DSHS previously announced plans to hire 4,000 contact tracers across the state, 5% of which could be contracted through UTRGV’s program.

Dobbs says there’s a possibility that UTRGV could eventually hire more than 200 tracers and called contact tracing one of the “big weapons” in fighting the pandemic.

“We don’t have a vaccine. We don’t have great treatments. The best way to fight it is to test people so they know they have the disease and contact and isolate the people with whom they’ve had contact,” he said.

Dobbs said that there are different levels in the university’s contact tracing program. Epidemiologists are salaried while regular contact tracers are paid hourly, making about $15 an hour, according to Dobbs.
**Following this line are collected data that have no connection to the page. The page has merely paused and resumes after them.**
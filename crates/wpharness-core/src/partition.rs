//! Equivalence partitions of the comment form.
//!
//! Each partition moves exactly one field to a boundary, a malformed value,
//! or an omitted value; every other field stays nominal.

use serde::{Deserialize, Serialize};
use strum::{Display, EnumIter, EnumString, IntoEnumIterator};

use crate::limits::{FormField, LimitedField};

/// Native constraint a browser reports on an input without a round trip.
#[derive(Debug, Clone, Copy, PartialEq, Eq, Serialize, Deserialize, Display)]
#[serde(rename_all = "snake_case")]
#[strum(serialize_all = "snake_case")]
pub enum Constraint {
    /// `required` field submitted empty
    ValueMissing,
    /// `type=email` / `type=url` field holding a malformed value
    TypeMismatch,
}

/// What a partition promises about the submission outcome.
#[derive(Debug, Clone, Copy, PartialEq, Eq, Serialize, Deserialize)]
#[serde(tag = "kind", rename_all = "snake_case")]
pub enum Expectation {
    /// The comment is taken in (published or queued for moderation).
    Admitted,
    /// The server rejects the value for exceeding the field's limit.
    LengthRejected { field: LimitedField },
    /// The browser (or, failing that, the server) refuses the value.
    ConstraintViolation {
        field: FormField,
        constraint: Constraint,
        /// Whether the server also refuses the value when the browser does not.
        server_enforced: bool,
    },
}

/// Partition selector for [`crate::CaseGenerator::generate`].
#[derive(
    Debug,
    Clone,
    Copy,
    PartialEq,
    Eq,
    Hash,
    PartialOrd,
    Ord,
    Serialize,
    Deserialize,
    Display,
    EnumIter,
    EnumString,
)]
#[serde(rename_all = "camelCase")]
#[strum(serialize_all = "camelCase")]
pub enum Partition {
    Nominal,
    OmittedUrl,
    OmittedName,
    MinName,
    MaxValidName,
    OverMaxName,
    OmittedEmail,
    MalformedEmail,
    OverMaxEmail,
    MalformedUrl,
    OmittedComment,
    MinComment,
    MaxValidComment,
    OverMaxComment,
}

impl Partition {
    /// All partitions in suite order.
    pub fn all() -> impl Iterator<Item = Self> {
        Self::iter()
    }

    /// Stable case identifier, `TC-COMMENT-01` through `TC-COMMENT-14`.
    #[must_use]
    pub fn case_id(self) -> String {
        format!("TC-COMMENT-{:02}", self.ordinal())
    }

    /// Resolve a case identifier back to its partition.
    #[must_use]
    pub fn from_case_id(id: &str) -> Option<Self> {
        Self::iter().find(|p| p.case_id().eq_ignore_ascii_case(id.trim()))
    }

    const fn ordinal(self) -> u8 {
        match self {
            Self::Nominal => 1,
            Self::OmittedUrl => 2,
            Self::OmittedName => 3,
            Self::MinName => 4,
            Self::MaxValidName => 5,
            Self::OverMaxName => 6,
            Self::OmittedEmail => 7,
            Self::MalformedEmail => 8,
            Self::OverMaxEmail => 9,
            Self::MalformedUrl => 10,
            Self::OmittedComment => 11,
            Self::MinComment => 12,
            Self::MaxValidComment => 13,
            Self::OverMaxComment => 14,
        }
    }

    /// Human title used in reports.
    #[must_use]
    pub const fn title(self) -> &'static str {
        match self {
            Self::Nominal => "Submit complete comment",
            Self::OmittedUrl => "Submit comment without website",
            Self::OmittedName => "Validate empty name field",
            Self::MinName => "Single character name",
            Self::MaxValidName => "Maximum name length",
            Self::OverMaxName => "Name exceeding limit",
            Self::OmittedEmail => "Validate empty email field",
            Self::MalformedEmail => "Invalid email format",
            Self::OverMaxEmail => "Email exceeding limit",
            Self::MalformedUrl => "Invalid website URL",
            Self::OmittedComment => "Validate empty comment field",
            Self::MinComment => "Single character comment",
            Self::MaxValidComment => "Maximum comment length",
            Self::OverMaxComment => "Comment exceeding limit",
        }
    }

    /// The field this partition moves off its nominal value, if any.
    #[must_use]
    pub const fn target(self) -> Option<FormField> {
        match self {
            Self::Nominal => None,
            Self::OmittedName | Self::MinName | Self::MaxValidName | Self::OverMaxName => {
                Some(FormField::Author)
            }
            Self::OmittedEmail | Self::MalformedEmail | Self::OverMaxEmail => {
                Some(FormField::Email)
            }
            Self::OmittedUrl | Self::MalformedUrl => Some(FormField::Url),
            Self::OmittedComment
            | Self::MinComment
            | Self::MaxValidComment
            | Self::OverMaxComment => Some(FormField::Comment),
        }
    }

    #[must_use]
    pub const fn expectation(self) -> Expectation {
        match self {
            Self::Nominal
            | Self::OmittedUrl
            | Self::MinName
            | Self::MaxValidName
            | Self::MinComment
            | Self::MaxValidComment => Expectation::Admitted,
            Self::OverMaxName => Expectation::LengthRejected {
                field: LimitedField::Name,
            },
            Self::OverMaxEmail => Expectation::LengthRejected {
                field: LimitedField::Email,
            },
            Self::OverMaxComment => Expectation::LengthRejected {
                field: LimitedField::Comment,
            },
            Self::OmittedName => Expectation::ConstraintViolation {
                field: FormField::Author,
                constraint: Constraint::ValueMissing,
                server_enforced: true,
            },
            Self::OmittedEmail => Expectation::ConstraintViolation {
                field: FormField::Email,
                constraint: Constraint::ValueMissing,
                server_enforced: true,
            },
            Self::OmittedComment => Expectation::ConstraintViolation {
                field: FormField::Comment,
                constraint: Constraint::ValueMissing,
                server_enforced: true,
            },
            Self::MalformedEmail => Expectation::ConstraintViolation {
                field: FormField::Email,
                constraint: Constraint::TypeMismatch,
                server_enforced: true,
            },
            Self::MalformedUrl => Expectation::ConstraintViolation {
                field: FormField::Url,
                constraint: Constraint::TypeMismatch,
                server_enforced: false,
            },
        }
    }
}
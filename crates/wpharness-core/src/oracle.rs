//! Verdicts: what a classified outcome means for a given partition.
//!
//! The harness fails a case only when a specific expected marker is missing
//! (native constraint flag, literal length message) or when the outcome
//! contradicts the partition outright. Ambiguous pages never fail on their own.

use serde::{Deserialize, Serialize};
use tracing::info;

use crate::{
    case::TestCase,
    classifier::{classify, Classification, OutcomeClass, RuleId, BACK_MARKER, ERROR_MARKER},
    limits::{FormField, LimitedField},
    page::PageState,
    partition::{Constraint, Expectation, Partition},
};

/// Where the deciding signal came from.
#[derive(Debug, Clone, Copy, PartialEq, Eq, Serialize, Deserialize)]
#[serde(tag = "source", rename_all = "snake_case")]
pub enum Evidence {
    /// The browser flagged the input itself.
    Native { constraint: Constraint },
    /// The page content after submission.
    Page,
}

#[derive(Debug, Clone, PartialEq, Eq, Serialize, Deserialize)]
#[serde(tag = "status", content = "detail", rename_all = "snake_case")]
pub enum VerdictStatus {
    Pass,
    /// Passed on a tolerated signal (flood control, form still present, ...).
    PassWithNote(String),
    Fail(String),
}

impl VerdictStatus {
    #[must_use]
    pub const fn is_fail(&self) -> bool {
        matches!(self, Self::Fail(_))
    }
}

#[derive(Debug, Clone, PartialEq, Eq, Serialize, Deserialize)]
pub struct Verdict {
    pub case_id: String,
    pub partition: Partition,
    pub classification: Classification,
    pub evidence: Evidence,
    pub status: VerdictStatus,
}

/// Judge the page `case` produced against its partition's expectation.
///
/// `post_id` is the post the form lives on; a URL still addressing it is the
/// weakest acceptable signal that a refused submission went nowhere.
#[must_use]
pub fn judge(case: &TestCase, page: &PageState, post_id: u64) -> Verdict {
    let classification = classify(page, case);
    let (evidence, status) = match case.partition.expectation() {
        Expectation::Admitted => (Evidence::Page, judge_admitted(&classification)),
        Expectation::LengthRejected { field } => {
            (Evidence::Page, judge_length(page, &classification, field))
        }
        Expectation::ConstraintViolation {
            field,
            constraint,
            server_enforced,
        } => {
            if native_flag(page, constraint) {
                (Evidence::Native { constraint }, VerdictStatus::Pass)
            } else {
                (
                    Evidence::Page,
                    judge_constraint_fallback(
                        page,
                        &classification,
                        field,
                        server_enforced,
                        post_id,
                    ),
                )
            }
        }
    };

    let verdict = Verdict {
        case_id: case.partition.case_id(),
        partition: case.partition,
        classification,
        evidence,
        status,
    };
    info!(
        case = %verdict.case_id,
        class = %verdict.classification.class,
        failed = verdict.status.is_fail(),
        "Judged case"
    );
    verdict
}

fn native_flag(page: &PageState, constraint: Constraint) -> bool {
    page.native.is_some_and(|validity| match constraint {
        Constraint::ValueMissing => validity.value_missing,
        Constraint::TypeMismatch => validity.type_mismatch,
    })
}

fn judge_admitted(classification: &Classification) -> VerdictStatus {
    match (classification.class, classification.rule) {
        (OutcomeClass::Accepted | OutcomeClass::PendingModeration, _) => VerdictStatus::Pass,
        (OutcomeClass::FloodControlled, _) => {
            VerdictStatus::PassWithNote("flood control throttled the submission".to_string())
        }
        (OutcomeClass::Indeterminate, RuleId::FormStillPresent) => {
            VerdictStatus::PassWithNote("comment form still present".to_string())
        }
        (OutcomeClass::Indeterminate, _) => {
            VerdictStatus::PassWithNote("no outcome signal on page".to_string())
        }
        (OutcomeClass::LengthRejected, _) => VerdictStatus::Fail(format!(
            "value within limit was rejected as too long ({})",
            classification
                .length_field
                .map_or_else(|| "unknown field".to_string(), |f| f.to_string())
        )),
        (OutcomeClass::ValidationRejected, _) => {
            VerdictStatus::Fail("valid submission was rejected with a validation error".to_string())
        }
    }
}

fn judge_length(
    page: &PageState,
    classification: &Classification,
    field: LimitedField,
) -> VerdictStatus {
    let missing: Vec<&str> = [ERROR_MARKER, field.too_long_phrase(), BACK_MARKER]
        .into_iter()
        .filter(|marker| !page.contains_text(marker))
        .collect();

    if missing.is_empty() && classification.class == OutcomeClass::LengthRejected {
        VerdictStatus::Pass
    } else {
        VerdictStatus::Fail(format!(
            "expected {field} length rejection, got {} (missing: {})",
            classification.class,
            if missing.is_empty() {
                "none".to_string()
            } else {
                missing.join(", ")
            }
        ))
    }
}

fn judge_constraint_fallback(
    page: &PageState,
    classification: &Classification,
    field: FormField,
    server_enforced: bool,
    post_id: u64,
) -> VerdictStatus {
    match (classification.class, classification.rule) {
        (OutcomeClass::ValidationRejected, _) => VerdictStatus::Pass,
        (OutcomeClass::FloodControlled, _) => {
            VerdictStatus::PassWithNote("flood control throttled the submission".to_string())
        }
        (OutcomeClass::Indeterminate, RuleId::FormStillPresent) => VerdictStatus::PassWithNote(
            "comment form still present; submission was not processed".to_string(),
        ),
        (OutcomeClass::Indeterminate, _) if page.url_references_post(post_id) => {
            VerdictStatus::PassWithNote(format!("URL still references post {post_id}"))
        }
        (OutcomeClass::Indeterminate, _) => VerdictStatus::Fail(format!(
            "no native {field} violation and no signal that the submission was refused"
        )),
        (OutcomeClass::Accepted | OutcomeClass::PendingModeration, _) if server_enforced => {
            VerdictStatus::Fail(format!("invalid {field} value was accepted"))
        }
        (OutcomeClass::Accepted | OutcomeClass::PendingModeration, _) => {
            VerdictStatus::PassWithNote(format!(
                "server normalised the {field} value; no native validation available"
            ))
        }
        (OutcomeClass::LengthRejected, _) => {
            VerdictStatus::Fail(format!("{field} constraint case was rejected as too long"))
        }
    }
}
“Some are contact tracers, some are case investigators who actually work with the infected individual and try to figure out who they might have been exposed to, and also epidemiologists who serve as expert resources and kind of oversee the operation,” he said. “There’s a ratio of about one epidemiologist per 10 tracers.”

Dobbs said that once a positive COVID-19 test is reported to health authorities, it goes into a database and is assigned to a case investigator and contact tracing team who call the infected person.

“They reach out to the infected person, try to figure out who they might have exposed, alert them and try to get everyone to isolate and basically quarantine so that that occurrence of COVID-19 can be basically cocooned and the spread vastly limited,” he said.

So far, Dobbs says UTRGV’s contact tracer force is made up of people pulled from a variety of backgrounds.

Most have bachelors degrees, he says, although some are student workers from the university. Many of the tracers are people with masters degrees or healthcare professionals who find themselves underemployed because of the pandemic.

Dobbs says they’ve even accepted applicants from religious orders to the program.

“These people are very dedicated and really committed to fighting the pandemic,” he said.

Most of UTRGV’s tracers live in Hidalgo County, Dobbs said, although several live in Cameron County and some live in Starr County, or even out of the Valley.

These tracers often find themselves tracing COVID-19 out of South Texas and calling people across the state.

“They might be tracing people in Lubbock or El Paso or Houston,” Dobbs said.

Beatriss Flores, 23, is a UTRGV chemistry graduate and one of the contact tracers hired through the university.

“You’re helping the whole community stay safe, so it’s cool that we’re all working toward that goal of wanting to end this pandemic,” she said.

Flores says the amount of calls she makes daily varies but is sometimes around 15. Some calls are short, others take up to 20 minutes.

“You have to be very empathetic. Patient. Have good communication with your teammates,” she said.

Previously working as a caretaker for her grandfather and as a diabetic cooking teacher helped her develop communication skills, Flores said.

“Teaching diabetic cooking classes is pretty difficult when people don’t want to change their lifestyles, you know, they’re only there because their wives or family members want them to change,” she said. “So you learn how to talk to them and make them understand why it’s important.”

Flores said the program is still new and changes are frequent.

Dobbs said that the administration is adapting to the program too, with burnout being one potential hurdle on the horizon. He said employee turnover in the program is a little higher than he expected, but comparable to the amount of turnover in other part-time jobs.

“The longer that the pandemic goes, the higher risk we’ll have of individuals experiencing burnout and fatigue, stress disorders,” he said. “That’s something that we’re really going to need to think about if the pandemic lasts for a long time.”

Whatever the challenges of developing a massive contact tracing program, Dobbs said, the severity of the pandemic necessitates it.

“We have to do it, because this is our big crisis of the century — at least I hope it is.”